Saved data entries
____

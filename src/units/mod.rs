//! In-memory unit cache
//!
//! [`UnitRecord`] holds one unit's last observed state; [`UnitRegistry`]
//! keys records by unit name. Records are created on first sight and never
//! removed, only marked unavailable.

mod record;
mod registry;

pub use record::{UnitExtra, UnitRecord, ON_STATES, WAIT_OFF, WAIT_ON};
pub use registry::UnitRegistry;
//! Change feed: row-level change notifications
//!
//! An in-process pub/sub hub keyed by table name and event kind. Views
//! subscribe with a table and a filter; the subscription's drop is the
//! unsubscribe, so release happens exactly once on every exit path.
//! Delivery is at-least-once, best-effort: a receiver that falls behind
//! logs the gap and keeps going, which the coarse invalidate-and-refetch
//! policy tolerates.

pub mod remote;

use chrono::{DateTime, Utc};
use serde::{Deserialize, Serialize};
use tokio::sync::broadcast;
use tracing::{debug, warn};

/// Row change kind
#[derive(Debug, Clone, Copy, PartialEq, Eq, Serialize, Deserialize)]
#[serde(rename_all = "snake_case")]
pub enum ChangeKind {
    Insert,
    Update,
    Delete,
}

/// Subscription filter over change kinds
#[derive(Debug, Clone, Copy, PartialEq, Eq, Default)]
pub enum EventFilter {
    /// Wildcard: any change kind
    #[default]
    All,
    /// A single change kind
    Only(ChangeKind),
}

impl EventFilter {
    fn matches(&self, kind: ChangeKind) -> bool {
        match self {
            EventFilter::All => true,
            EventFilter::Only(wanted) => *wanted == kind,
        }
    }
}

/// One row-level change notification
#[derive(Debug, Clone, Serialize, Deserialize)]
pub struct ChangeEvent {
    /// Event ID (for deduplication)
    pub id: String,
    /// Table the change happened in
    pub table: String,
    /// What happened
    pub kind: ChangeKind,
    /// Changed row, when the source carries it. The dashboard's coarse
    /// policy does not rely on it; it is the hook for row-scoped
    /// invalidation later.
    #[serde(default)]
    pub row_id: Option<String>,
    pub timestamp: DateTime<Utc>,
}

impl ChangeEvent {
    /// Create a new change event
    pub fn new(table: impl Into<String>, kind: ChangeKind, row_id: Option<String>) -> Self {
        Self {
            id: uuid::Uuid::new_v4().to_string(),
            table: table.into(),
            kind,
            row_id,
            timestamp: Utc::now(),
        }
    }
}

/// Change-feed hub using a tokio broadcast channel
///
/// Shared across all view instances in the process; clones publish and
/// subscribe against the same channel.
#[derive(Debug, Clone)]
pub struct ChangeFeed {
    tx: broadcast::Sender<ChangeEvent>,
}

impl ChangeFeed {
    /// Create a new hub with the given buffer capacity
    pub fn new(capacity: usize) -> Self {
        let (tx, _rx) = broadcast::channel(capacity);
        Self { tx }
    }

    /// Publish a change to all live subscriptions.
    ///
    /// Returns the number of receivers the event reached; 0 with no
    /// subscribers is a valid outcome, not an error.
    pub fn publish(&self, event: ChangeEvent) -> usize {
        self.tx.send(event).unwrap_or(0)
    }

    /// Subscribe to changes for one table
    pub fn subscribe(&self, table: impl Into<String>, filter: EventFilter) -> FeedSubscription {
        FeedSubscription {
            rx: self.tx.subscribe(),
            table: table.into(),
            filter,
        }
    }

    /// Number of live subscriptions
    pub fn subscriber_count(&self) -> usize {
        self.tx.receiver_count()
    }
}

impl Default for ChangeFeed {
    fn default() -> Self {
        Self::new(256)
    }
}

/// One active subscription; dropping it is the unsubscribe
pub struct FeedSubscription {
    rx: broadcast::Receiver<ChangeEvent>,
    table: String,
    filter: EventFilter,
}

impl FeedSubscription {
    /// Next matching change, skipping other tables and filtered kinds.
    ///
    /// Returns `None` once the hub is gone.
    pub async fn next(&mut self) -> Option<ChangeEvent> {
        loop {
            match self.rx.recv().await {
                Ok(event) => {
                    if event.table == self.table && self.filter.matches(event.kind) {
                        return Some(event);
                    }
                    debug!(table = %event.table, "change event skipped by subscription filter");
                }
                Err(broadcast::error::RecvError::Lagged(missed)) => {
                    warn!(missed, table = %self.table, "change feed subscription lagged");
                }
                Err(broadcast::error::RecvError::Closed) => return None,
            }
        }
    }

    /// Table this subscription watches
    pub fn table(&self) -> &str {
        &self.table
    }
}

____

§ TRY IT
Write out all the records above again, exactly as they stand.

§ REPLY TO THE TASK
filename src/units/mod.rs
//! In-memory unit cache
//!
//! [`UnitRecord`] holds one unit's last observed state; [`UnitRegistry`]
//! keys records by unit name. Records are created on first sight and never
//! removed, only marked unavailable.

mod record;
mod registry;

pub use record::{UnitExtra, UnitRecord, ON_STATES, WAIT_OFF, WAIT_ON};
pub use registry::UnitRegistry;
//! Change feed: row-level change notifications
//!
//! An in-process pub/sub hub keyed by table name and event kind. Views
//! subscribe with a table and a filter; the subscription's drop is the
//! unsubscribe, so release happens exactly once on every exit path.
//! Delivery is at-least-once, best-effort: a receiver that falls behind
//! logs the gap and keeps going, which the coarse invalidate-and-refetch
//! policy tolerates.

pub mod remote;

use chrono::{DateTime, Utc};
use serde::{Deserialize, Serialize};
use tokio::sync::broadcast;
use tracing::{debug, warn};

/// Row change kind
#[derive(Debug, Clone, Copy, PartialEq, Eq, Serialize, Deserialize)]
#[serde(rename_all = "snake_case")]
pub enum ChangeKind {
    Insert,
    Update,
    Delete,
}

/// Subscription filter over change kinds
#[derive(Debug, Clone, Copy, PartialEq, Eq, Default)]
pub enum EventFilter {
    /// Wildcard: any change kind
    #[default]
    All,
    /// A single change kind
    Only(ChangeKind),
}

impl EventFilter {
    fn matches(&self, kind: ChangeKind) -> bool {
        match self {
            EventFilter::All => true,
            EventFilter::Only(wanted) => *wanted == kind,
        }
    }
}

/// One row-level change notification
#[derive(Debug, Clone, Serialize, Deserialize)]
pub struct ChangeEvent {
    /// Event ID (for deduplication)
    pub id: String,
    /// Table the change happened in
    pub table: String,
    /// What happened
    pub kind: ChangeKind,
    /// Changed row, when the source carries it. The dashboard's coarse
    /// policy does not rely on it; it is the hook for row-scoped
    /// invalidation later.
    #[serde(default)]
    pub row_id: Option<String>,
    pub timestamp: DateTime<Utc>,
}

impl ChangeEvent {
    /// Create a new change event
    pub fn new(table: impl Into<String>, kind: ChangeKind, row_id: Option<String>) -> Self {
        Self {
            id: uuid::Uuid::new_v4().to_string(),
            table: table.into(),
            kind,
            row_id,
            timestamp: Utc::now(),
        }
    }
}

/// Change-feed hub using a tokio broadcast channel
///
/// Shared across all view instances in the process; clones publish and
/// subscribe against the same channel.
#[derive(Debug, Clone)]
pub struct ChangeFeed {
    tx: broadcast::Sender<ChangeEvent>,
}

impl ChangeFeed {
    /// Create a new hub with the given buffer capacity
    pub fn new(capacity: usize) -> Self {
        let (tx, _rx) = broadcast::channel(capacity);
        Self { tx }
    }

    /// Publish a change to all live subscriptions.
    ///
    /// Returns the number of receivers the event reached; 0 with no
    /// subscribers is a valid outcome, not an error.
    pub fn publish(&self, event: ChangeEvent) -> usize {
        self.tx.send(event).unwrap_or(0)
    }

    /// Subscribe to changes for one table
    pub fn subscribe(&self, table: impl Into<String>, filter: EventFilter) -> FeedSubscription {
        FeedSubscription {
            rx: self.tx.subscribe(),
            table: table.into(),
            filter,
        }
    }

    /// Number of live subscriptions
    pub fn subscriber_count(&self) -> usize {
        self.tx.receiver_count()
    }
}

impl Default for ChangeFeed {
    fn default() -> Self {
        Self::new(256)
    }
}

/// One active subscription; dropping it is the unsubscribe
pub struct FeedSubscription {
    rx: broadcast::Receiver<ChangeEvent>,
    table: String,
    filter: EventFilter,
}

impl FeedSubscription {
    /// Next matching change, skipping other tables and filtered kinds.
    ///
    /// Returns `None` once the hub is gone.
    pub async fn next(&mut self) -> Option<ChangeEvent> {
        loop {
            match self.rx.recv().await {
                Ok(event) => {
                    if event.table == self.table && self.filter.matches(event.kind) {
                        return Some(event);
                    }
                    debug!(table = %event.table, "change event skipped by subscription filter");
                }
                Err(broadcast::error::RecvError::Lagged(missed)) => {
                    warn!(missed, table = %self.table, "change feed subscription lagged");
                }
                Err(broadcast::error::RecvError::Closed) => return None,
            }
        }
    }

    /// Table this subscription watches
    pub fn table(&self) -> &str {
        &self.table
    }
}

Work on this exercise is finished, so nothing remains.